参院選後の日本の進路を問う~独立言論フォーラム・シンポ(中):日本が対処すべき外交上の7つの危機
政治元総理大臣・鳩山友紀夫氏は、「世界の危機に対応できない『黄金の3年間』」というテーマで講演した。「参院選で立憲民主党が惨敗し、改憲勢力である自民党が与党になったため、憲法改正が行われるのではないかと多くの人が考えていますが、私は自民党が憲法改正を何としてでも実現したいという話にはならないと考えています。
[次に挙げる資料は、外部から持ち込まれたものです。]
//! Composition of the pure stages into one run.
//!
//! Each stage consumes the artifacts of the previous ones and returns a new
//! immutable artifact; the first failing stage ends the run with its error.

use serde::{Deserialize, Serialize};

use crate::boundary::{self, CleanedBoundary};
use crate::cfg::PipelineCfg;
use crate::cloud::Pointcloud;
use crate::dimension::{self, DimensionEstimate};
use crate::error::{QrmlError, Result};
use crate::graph::{build_graph, graph_center, ProximityGraph};
use crate::projection::{self, Projection};
use crate::quotient::{self, QuotientOutcome};

/// Everything one run produced, in stage order.
#[derive(Clone, Debug, Serialize, Deserialize)]
pub struct Artifacts {
    pub graph: ProximityGraph,
    pub dimension: DimensionEstimate,
    pub projection: Projection,
    pub boundary: CleanedBoundary,
    pub quotient: QuotientOutcome,
}

/// Run graph → dimension → projection → boundary → quotient on `cloud`.
pub fn run(cloud: &Pointcloud, cfg: &PipelineCfg) -> Result<Artifacts> {
    cfg.validate()?;
    tracing::info!(points = cloud.len(), dim = cloud.dim(), "pipeline started");

    let graph = build_graph(cloud, cfg.graph)?;
    tracing::info!(edges = graph.edge_count(), "proximity graph ready");

    let dimension = dimension::estimate(&graph, cloud, cfg.dimension)?;
    tracing::info!(
        global = dimension.global,
        undefined = dimension.undefined.len(),
        "dimension estimated"
    );

    let base = match cfg.projection.base_point {
        Some(b) => b,
        None => graph_center(&graph).ok_or(QrmlError::InsufficientData {
            points: 0,
            required: cfg.graph.k + 1,
            k: cfg.graph.k,
        })?,
    };
    let projection = projection::project(&graph, cloud, &dimension, base, cfg.projection)?;
    tracing::info!(base, target_dim = projection.target_dim, "projection ready");

    let boundary = boundary::extract(&projection, &graph, cfg.boundary)?;
    let quotient = quotient::identify(&boundary, &graph, cfg.quotient)?;
    match &quotient {
        QuotientOutcome::Collapsed => tracing::info!("pipeline finished: collapsed boundary"),
        QuotientOutcome::Identified(q) => {
            tracing::info!(pairs = q.gluing.pairs.len(), "pipeline finished")
        }
    }
    Ok(Artifacts {
        graph,
        dimension,
        projection,
        boundary,
        quotient,
    })
}

#[cfg(test)]
mod tests {
    use super::*;
    use crate::quotient::{Gluing, Orientation};
    use crate::sample::{sample, SampleCfg, Shape};

    fn lattice(side: usize) -> Pointcloud {
        let rows: Vec<[f64; 2]> = (0..side)
            .flat_map(|y| (0..side).map(move |x| [x as f64, y as f64]))
            .collect();
        Pointcloud::from_rows(&rows).unwrap()
    }

    fn lattice_cfg() -> PipelineCfg {
        let mut cfg = PipelineCfg::default();
        cfg.projection.k0 = 1;
        cfg.boundary.alpha = 1.0;
        cfg
    }

    #[test]
    fn flat_lattice_is_a_disk() {
        let cloud = lattice(8);
        let out = run(&cloud, &lattice_cfg()).unwrap();
        assert!(out.graph.is_connected());
        assert_eq!(out.projection.target_dim, 2);
        assert!(out.projection.respects_order());
        assert!(!out.boundary.is_collapsed());
        assert!(out.boundary.cycle.len() < out.boundary.raw.len());
        match out.quotient {
            QuotientOutcome::Identified(q) => {
                assert!(q.short_circuits.points.is_empty());
                assert!(q.gluing.is_empty());
            }
            QuotientOutcome::Collapsed => panic!("lattice boundary should survive cleaning"),
        }
    }

    #[test]
    fn explicit_base_point_is_used() {
        let mut cfg = lattice_cfg();
        cfg.projection.base_point = Some(0);
        let out = run(&lattice(6), &cfg).unwrap();
        assert_eq!(out.projection.base, 0);
    }

    #[test]
    fn invalid_config_stops_before_any_stage() {
        let mut cfg = PipelineCfg::default();
        cfg.boundary.alpha = 0.0;
        assert!(matches!(
            run(&lattice(4), &cfg),
            Err(QrmlError::InvalidParameter { name: "alpha", .. })
        ));
    }

    #[test]
    fn tiny_cloud_is_insufficient() {
        assert!(matches!(
            run(&lattice(3), &PipelineCfg::default()),
            Err(QrmlError::InsufficientData { points: 9, .. })
        ));
    }

    fn sampled(shape: Shape) -> Pointcloud {
        sample(SampleCfg {
            shape,
            n: 400,
            seed: 1,
            noise: 0.0,
        })
        .unwrap()
    }

    fn sampled_cfg(tol: usize) -> PipelineCfg {
        let mut cfg = PipelineCfg::default();
        cfg.boundary.alpha = 1.0;
        cfg.boundary.tol = tol;
        cfg
    }

    fn quotient_of(out: Artifacts) -> crate::quotient::Quotient {
        match out.quotient {
            QuotientOutcome::Identified(q) => q,
            QuotientOutcome::Collapsed => panic!("boundary collapsed unexpectedly"),
        }
    }

    #[test]
    fn sampled_disk_has_no_short_circuits() {
        let out = run(&sampled(Shape::Disk), &sampled_cfg(5)).unwrap();
        assert!(out.projection.respects_order());
        let q = quotient_of(out);
        assert!(q.short_circuits.points.is_empty());
        assert!(q.gluing.pairs.is_empty());
    }

    #[test]
    fn sampled_cylinder_glues_its_sides_reversed() {
        let out = run(&sampled(Shape::Cylinder), &sampled_cfg(5)).unwrap();
        assert!(out.projection.respects_order());
        let q = quotient_of(out);
        assert_eq!(
            q.gluing.pairs,
            vec![Gluing {
                first: 0,
                second: 1,
                orientation: Orientation::Reversed
            }]
        );
    }

    #[test]
    fn sampled_sphere_collapses_once_the_window_spans_the_boundary() {
        let cloud = sampled(Shape::Sphere);
        let narrow = run(&cloud, &sampled_cfg(10)).unwrap();
        assert!(!narrow.boundary.is_collapsed());
        assert!(narrow.boundary.cycle.len() < narrow.boundary.raw.len());

        let wide = run(&cloud, &sampled_cfg(narrow.boundary.raw.len())).unwrap();
        assert!(wide.boundary.is_collapsed());
        assert!(matches!(wide.quotient, QuotientOutcome::Collapsed));
    }
}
憲法改正を国民の良識で食い止めることができると感じています」と述べた。
岸田政権は経済を持ち直せる方法が見つかっていないため、岸田政権にとっては「黄金の三年間」ではなく、試練の三年間になる可能性が高いというのだ。鳩山氏は、外交や安全保障に関して日本が対処すべき7つの危機を取り上げ、「日本の対米隷属が深刻化し、これらの危機的な状況を乗り越えるパワーが日本にはないことが懸念されます」と語った。
鳩山氏がいう日本が対処すべき7つの危機の1つ目は、新興国が勢いをもつようになると大国が危機を感じて新勢力を抑えようと戦争をしかける「トゥキディデスの罠」だという。「ウクライナ危機」で味をしめた米国には、「次は台湾有事だ」という思惑があるが、勢いのある新興国である中国が米国の挑発に乗ってしまっていることがむしろ問題である。
2つ目は、「民主主義vs権威主義」という価値観の対立が強調されていることだ。西側である欧米諸国が、これらの価値観を軸にした外交を行って中国やロシアとの対立を深めている。「価値観が同じでなければ敵という考え方では、外交は成り立ちません」という鳩山氏の言は重要である。
3つ目は、米国が「兄弟」のような国と捉えてきたウクライナにまでNATOの勢力が広がると、ロシアは脅威に感じる。このことに対して配慮がないことが深刻なのである。
旧ソ連は東側の軍事同盟である「ワルシャワ条約機構」を解散させたが、西側のNATO(北大西洋条約機構)は東側に勢力を広げており、ウクライナのNATO加盟問題のように、ロシアの国境と接するところまで拡大しようとしている。「ウクライナ戦争を辞めさせられるのは、ロシアやウクライナという当事者ではなく、むしろ米国です。しかし、岸田政権では米国に戦争を辞めさせるという議論が出ないことが大きな問題なのです」(鳩山氏)。
4つ目は、軍拡が進み、核兵器が使用される懸念があることだ。世界の軍事支出は2兆ドルに上り、沖縄の石垣島や宮古島などの南西諸島で自衛隊のミサイル基地化が進められている。しかし、岸田首相は米軍のミサイル基地化の要求に対して「ノー」といえないでいる。
5つ目は、格差が拡大し経済が低迷しているため、内政の問題から国民の目をそらすために外交上の敵をつくる「ポピュリズム」の政治を行う政権が増えていることだ。岸田政権もこの傾向があるが、日本では、経済を立て直すか、または経済以外のことに大きな価値を見出す生き方をつくり出していくことが求められる。
6つ目は、国境と民族の自立が相容れない問題であることだ。ウクライナでは、東部の親ロシア派の民族に対する弾圧に対して自治権を求める住民をロシアが支援することで衝突が起こり、「ウクライナ危機」の原因となった。台湾は中国の領土だという中国の主張と台湾の民族の自立とが相容れないので、これも根本は同じ問題である。
鳩山氏は、台湾有事が起きれば戦場になるのは日本であるため、絶対に避けなければならないこと、そのためには、日米は1つの中国という原則を再確認する必要があることを指摘している。
7つ目は、価値観が同じ国のみが手を組む「経済のブロック化」が進んでいること。「価値観が同じでなければ敵という考え方ではなく、価値観の違いを乗り越えて議論するのが外交のあるべき姿です。日本は外国と相互尊重、相互理解、相互扶助を行い、自立と共生の姿勢をもつことが大切です」という鳩山氏を重く受けとめるべきである。
鳩山氏は「残念ながらこの7つの危機を岸田政権では1つとして乗り越えることができません。これらの危機を乗り越えるためにも、私は東アジア共同体を構想し実現に努力することを求めたい」と語った。